Em suma, no campo das coisas o subjetivismo prevalece. Será que em relação às pessoas a valorização também é subjetiva? A resposta é positiva. Primeiramente os critérios de avaliação são diversificados dependendo de uma série de fatores que não tenho condições de elucidar por falta de conhecimento profundo da psiquê humana. O amor que normalmente se espera de cada um tem a ver com a capacidade individualizada de cada um amar. É por isso que um dos mandamentos diz: Amarás o teu próximo como a ti mesmo. Até em relação ao Criador, não há um marco estabelecido alheiamente à capacidade de amar. Diz o texto: “Amarás o Senhor teu Deus de todo o teu coração, de toda a tua alma , e de todo o teu entendimento (Mt.22.37-39).

Obviamente que esses contornos (todo o teu coração, toda a tua alma e todo o etendimento) e que limitam o ser humano, são balizados pela mente humana sujeita a julgamentos e conceitos que restringem ou ampliam a capacidade de amar. É bem por isso que o mandamento divino exige um amor em relação ao próximo que tenha por paradigma o amor próprio, ou seja, o amor a si mesmo.

Fala-se, ainda, no amor incondicional, ou seja, um amor desinteressado e verdadeiro e que seja direcionado à pessoa, independente da classificação que a sociedade.

Importante também, pensar sobre as armadilhas da autoavaliação. Somos parcimoniosos e indulgentes conosco e superexigentes em relação ao outro. As escrituras sagradas recomendam que cada um considere o outro melhor do que a si. Mas a realidade mostra que há um sentimento oposto, ou seja, consideramos os outros piores e inferiores a nós.
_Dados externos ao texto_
#[cfg(test)]
pub(crate) mod tests {
    use super::*;
    use crate::assignment;
    use crate::courier::tests::new_courier;
    use crate::courier::Courier;
    use crate::order::tests::new_order;
    use courierflow_core::{ActorId, AggregateRoot, MerchantId, OrderId};
    use proptest::prelude::*;

    pub(crate) struct Fixture {
        pub order: Order,
        pub merchant: Principal,
        pub operator: Principal,
    }

    pub(crate) fn placed() -> Fixture {
        let merchant = Principal::merchant(ActorId::new());
        let buyer = Principal::buyer(ActorId::new());
        let order = Order::place(
            OrderId::new(),
            new_order(MerchantId::from(merchant.actor_id)),
            &buyer,
            Utc::now(),
        )
        .unwrap();
        Fixture {
            order,
            merchant,
            operator: Principal::operator(ActorId::new()),
        }
    }

    pub(crate) fn ready() -> Fixture {
        let mut f = placed();
        for t in [TargetStatus::Confirmed, TargetStatus::Preparing, TargetStatus::Ready] {
            f.order = transition(&f.order, t, &f.merchant, Utc::now()).unwrap().order;
        }
        f
    }

    /// Ready order with a freshly bound courier; returns the courier principal.
    pub(crate) fn assigned() -> (Fixture, Courier, Principal) {
        let mut f = ready();
        let mut courier = Courier::register(
            courierflow_core::CourierId::new(),
            new_courier("Grace"),
        )
        .unwrap();
        let t = assignment::assign(&f.order, &courier, &f.merchant, Utc::now()).unwrap();
        courier.mark_bound().unwrap();
        f.order = t.order;
        let principal = Principal::courier(ActorId::from(courier.id_typed()));
        (f, courier, principal)
    }

    #[test]
    fn merchant_walks_the_merchant_track() {
        let f = ready();
        assert_eq!(f.order.status(), OrderStatus::Ready);
        assert_eq!(f.order.status_history().len(), 4);
        assert_eq!(f.order.version(), 4);
    }

    #[test]
    fn skipping_a_step_is_an_invalid_transition_with_context() {
        let f = placed();
        let err = transition(&f.order, TargetStatus::Ready, &f.merchant, Utc::now()).unwrap_err();
        assert_eq!(
            err,
            DomainError::InvalidTransition {
                from: "pending".to_string(),
                to: "ready".to_string(),
                allowed: vec!["confirmed".to_string(), "cancelled".to_string()],
            }
        );
    }

    #[test]
    fn courier_has_no_authority_over_merchant_track() {
        let (f, _, courier) = assigned();
        let err = transition(&f.order, TargetStatus::Cancelled, &courier, Utc::now()).unwrap_err();
        assert!(matches!(err, DomainError::Forbidden(_)));
    }

    #[test]
    fn merchant_has_no_authority_over_delivery_track() {
        let (f, _, _) = assigned();
        let err = transition(&f.order, TargetStatus::Accepted, &f.merchant, Utc::now()).unwrap_err();
        assert!(matches!(err, DomainError::Forbidden(_)));
    }

    #[test]
    fn foreign_merchant_is_forbidden() {
        let f = placed();
        let stranger = Principal::merchant(ActorId::new());
        let err = transition(&f.order, TargetStatus::Confirmed, &stranger, Utc::now()).unwrap_err();
        assert!(matches!(err, DomainError::Forbidden(msg) if msg.contains("does not own")));
    }

    #[test]
    fn unbound_courier_is_forbidden() {
        let (f, _, _) = assigned();
        let other = Principal::courier(ActorId::new());
        let err = transition(&f.order, TargetStatus::Accepted, &other, Utc::now()).unwrap_err();
        assert!(matches!(err, DomainError::Forbidden(_)));
    }

    #[test]
    fn operator_may_cancel_any_order_once() {
        let f = placed();
        let t = transition(&f.order, TargetStatus::Cancelled, &f.operator, Utc::now()).unwrap();
        assert_eq!(t.order.status(), OrderStatus::Cancelled);
        assert_eq!(t.event.kind, OrderEventKind::Cancelled);

        let err = transition(&t.order, TargetStatus::Cancelled, &f.operator, Utc::now()).unwrap_err();
        assert!(matches!(
            err,
            DomainError::InvalidTransition { ref allowed, .. } if allowed.is_empty()
        ));
    }

    #[test]
    fn cancelling_a_bound_order_releases_the_courier() {
        let (f, courier, _) = assigned();
        let t = transition(&f.order, TargetStatus::Cancelled, &f.merchant, Utc::now()).unwrap();

        assert_eq!(t.courier_effect, Some(CourierEffect::Release(courier.id_typed())));
        assert_eq!(t.order.bound_courier(), None);
        assert_eq!(t.event.courier_id, Some(courier.id_typed()));
    }

    #[test]
    fn delivery_track_is_blocked_after_cancellation() {
        let (f, _, courier) = assigned();
        // Cancel keeps nothing bound, so even the former courier is now a stranger.
        let cancelled = transition(&f.order, TargetStatus::Cancelled, &f.operator, Utc::now())
            .unwrap()
            .order;
        assert!(transition(&cancelled, TargetStatus::Accepted, &courier, Utc::now()).is_err());
    }

    #[test]
    fn delivered_requires_two_proof_images() {
        let (mut f, _, courier) = assigned();
        for t in [TargetStatus::Accepted, TargetStatus::PickedUp, TargetStatus::InTransit] {
            f.order = transition(&f.order, t, &courier, Utc::now()).unwrap().order;
        }

        let err = transition(&f.order, TargetStatus::Delivered, &courier, Utc::now()).unwrap_err();
        assert!(matches!(err, DomainError::Validation(_)));
    }

    #[test]
    fn each_transition_appends_exactly_one_entry() {
        let f = placed();
        let t = transition(&f.order, TargetStatus::Confirmed, &f.merchant, Utc::now()).unwrap();

        assert!(f.order.status_history().is_extended_by_one(t.order.status_history()));
        assert_eq!(t.order.status_history().last(), Some(&t.entry));
        assert_eq!(t.previous_version, f.order.version());
        assert_eq!(t.order.version(), f.order.version() + 1);
    }

    #[test]
    fn legal_next_depends_on_role() {
        let (f, _, _) = assigned();
        assert_eq!(legal_next(&f.order, Role::Courier), vec![TargetStatus::Accepted]);
        assert_eq!(legal_next(&f.order, Role::Merchant), vec![TargetStatus::Cancelled]);
        assert!(legal_next(&f.order, Role::Buyer).is_empty());
    }

    #[test]
    fn target_status_parses_wire_names() {
        assert_eq!("picked_up".parse::<TargetStatus>().unwrap(), TargetStatus::PickedUp);
        assert!("assigned".parse::<TargetStatus>().is_err());
    }

    fn arb_order_status() -> impl Strategy<Value = OrderStatus> {
        prop::sample::select(OrderStatus::ALL.to_vec())
    }

    fn arb_delivery_status() -> impl Strategy<Value = Option<DeliveryStatus>> {
        prop::option::of(prop::sample::select(vec![
            D::AwaitingAssignment,
            D::Assigned,
            D::Accepted,
            D::PickedUp,
            D::InTransit,
            D::Delivered,
        ]))
    }

    fn arb_target() -> impl Strategy<Value = TargetStatus> {
        prop::sample::select(TargetStatus::ALL.to_vec())
    }

    proptest! {
        #![proptest_config(ProptestConfig {
            cases: 256,
            ..ProptestConfig::default()
        })]

        /// Property: display status is a pure function with cancelled, then
        /// delivered, dominating.
        #[test]
        fn display_precedence(status in arb_order_status(), delivery in arb_delivery_status()) {
            let mut order = placed().order;
            order.status = status;
            order.delivery_status = delivery;

            let shown = resolve_display_status(&order);
            prop_assert_eq!(shown, resolve_display_status(&order.clone()));

            if status == OrderStatus::Cancelled {
                prop_assert_eq!(shown, OrderStatus::Cancelled);
            } else if delivery == Some(D::Delivered) || status == OrderStatus::Delivered {
                prop_assert_eq!(shown, OrderStatus::Delivered);
            } else {
                prop_assert_eq!(shown, status);
            }
        }

        /// Property: whatever sequence of requests is thrown at an order, the
        /// history only grows, by one entry per accepted request, and never
        /// rewrites earlier entries.
        #[test]
        fn history_is_append_only(
            requests in prop::collection::vec((arb_target(), 0usize..3), 1..40)
        ) {
            let (f, _, courier) = assigned();
            let actors = [f.merchant, f.operator, courier];
            let mut order = f.order;

            for (target, who) in requests {
                let before = order.status_history().clone();
                match transition(&order, target, &actors[who], Utc::now()) {
                    Ok(t) => {
                        prop_assert!(before.is_extended_by_one(t.order.status_history()));
                        order = t.order;
                    }
                    Err(_) => prop_assert_eq!(&before, order.status_history()),
                }
                prop_assert!(order
                    .status_history()
                    .entries()
                    .windows(2)
                    .all(|w| w[0].at <= w[1].at));
            }
        }
    }
}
Eu trabalhava numa cidade do interior como juiz de direito. Certo dia, uma senhora idosa foi até o Fórum e queria falar a respeito do seu interesse de transferir o filho de uma prisão situada numa cidadezinha pacata, para a cidade em que eu atuava. Ponderei com ela que seria aconselhável que ele permanecesse onde estava já que não estaria sujeito a riscos de rebelião, violência de outros presidiários. Ela aguardou que eu acabasse de enumerar as razões para a não transferência e desabafou: __ “Minha preocupação são as más companhias.”

Fiquei estupefato com a afirmação daquela idosa, pois o encarcerado, possuía vasta ficha criminal, assim, por pior que fossem as demais companhias, talvez, poucas seriam piores que o filho dela. Mais tarde, pensando bem, minha mente acendeu uma luz. Ela é mãe, por isso, seu amor extrapolava quaisquer objeções racionais que pudessem emergir na crítica das outras pessoas.

É muito complicado tentar amar incondicionalmente e, ao mesmo tempo não sermos vitimizados pelas armadilhas desse amor. Manda a experiência que a razão deve estar sobre a paixão tal como a cabeça está acima do coração, portanto, quando concebemos um “check list” como condições para o exercício desse amor, estabelecemos um amor que nada tem de incondicional.

Finalizando, é necessário desenvolvermos a capacidade de amar o próximo e muito mais que isso, a capacidade de não colocarmos obstáculos que funcionam bem mais como justificadores para a não obediência do mandamento de amar ao próximo. Trata-se algo dificílimo, porém, possível quando percebemos que o amor de Deus, este sim, incondicional, porque nos amou primeiro e sem exigir nada para nos amar, apenas exige uma série de coisas para permanecermos no seu amor.